The described process is repeated until then, until it formed the ensemble of codes. The numbering of generated codes is arbitrary.

In General, the process of generating codes can be represented in the form of the algorithm (even when this lattice States and its structure has been specified):

1. The initial data are set to zero objective function, an arbitrary index l=1, ..., L the initial condition and the original random code of length N. the Variable i is set equal to one. Set the index of the generated code k equal to one.

2. Searches for alternative paths starting in the initial state of the lattice States and passing through levels of increasing index N×(k-1)+1, ..., N×(k-1)+i.

3. At the level of the N×(k-1)+i for alternative ways (for all edges included in the alternative path of accumulation) calculate the target function.

4. The survivors called alternative path with the minimum objective function value.

5. Generated k-th code assigns the character corresponding to the edge of the survivor path, a part of the top-level N×(k-1)+i.

7. Of lattice States remove those edges of alternate routes that are not included in the surviving path. Meant the e variable i is incremented. Then the process is repeated, starting with section 3, up until the k-th code will not be generated. Already computed for the edges of the survivor paths of the values of the objective function to re-calculate is not required, if you add these values in memory. It is important to note that at the level of the lattice of States N×k survivor is only one alternative path with the minimum objective function value, and the generated code will eventually contain only characters that correspond to the edges of this the only survivor path, the sequence of edges from left to right.

8. Increase the index generated code k per unit.
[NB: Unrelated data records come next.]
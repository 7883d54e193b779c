pub mod error;
pub mod itinerary;
pub mod model;
pub mod parsing;
pub mod policy;
pub mod pricing;
pub mod trace;

pub use parsing::{parse_email_to_options, parse_pnr, trace_document};

use chrono::NaiveDate;
use error::QuoteError;
use itinerary::{validate_segments, AirportDirectory, OptionValidation};
use policy::schema::PricingPolicy;
use pricing::{price_option, QuotePricing};
use rust_decimal::Decimal;

/// Main API entry point: parse a quote document and price every option.
///
/// `rav_override` replaces both the declared commission and the policy
/// default for every option.
pub fn quote_document(
    text: &str,
    policy: &PricingPolicy,
    rav_override: Option<Decimal>,
) -> Result<QuotePricing, QuoteError> {
    if text.trim().is_empty() {
        return Err(QuoteError::EmptyInput);
    }

    let email = parse_email_to_options(text);
    let options = email
        .options
        .iter()
        .filter(|o| !o.fares.is_empty())
        .map(|o| price_option(o, policy, rav_override))
        .collect::<Result<Vec<_>, _>>()?;

    Ok(QuotePricing {
        is_multi: parsing::blocks::is_multi(text),
        options,
    })
}

/// Parse a quote document and validate the itinerary of each option.
///
/// `reference` anchors year inference for `DDMON` dates (usually today).
pub fn validate_document(
    text: &str,
    reference: NaiveDate,
    directory: &dyn AirportDirectory,
) -> Result<Vec<OptionValidation>, QuoteError> {
    if text.trim().is_empty() {
        return Err(QuoteError::EmptyInput);
    }

    Ok(parse_email_to_options(text)
        .options
        .iter()
        .map(|o| OptionValidation {
            label: o.label.clone(),
            result: validate_segments(&o.segments, reference, directory),
        })
        .collect())
}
Zero objective function and update it, given it previously generated codes.

9. Then the process is repeated, starting with 1, while the whole ensemble of codes will not be generated.

After the formation of the ensemble of codes for all the generated codes are calculated such characteristics of their autocorrelation functions, as the ratio of the amplitude of the Central peak of the autocorrelation function module and a maximum amplitude of the side peak of the autocorrelation function and the duration of the plot of the autocorrelation function between the point of maximum of the Central peak and the point at which the autocorrelation function for the first time vanishes. Preferred are the maximum of the first value and the second minimum.

Characteristics and tocorrelation functions [1] generated codes are computed for the reason that not all generated codes of the characteristics of the autocorrelation function may be acceptable for use in real communication systems. Often the task is to choose M best code and work with them, and the other codes thrown.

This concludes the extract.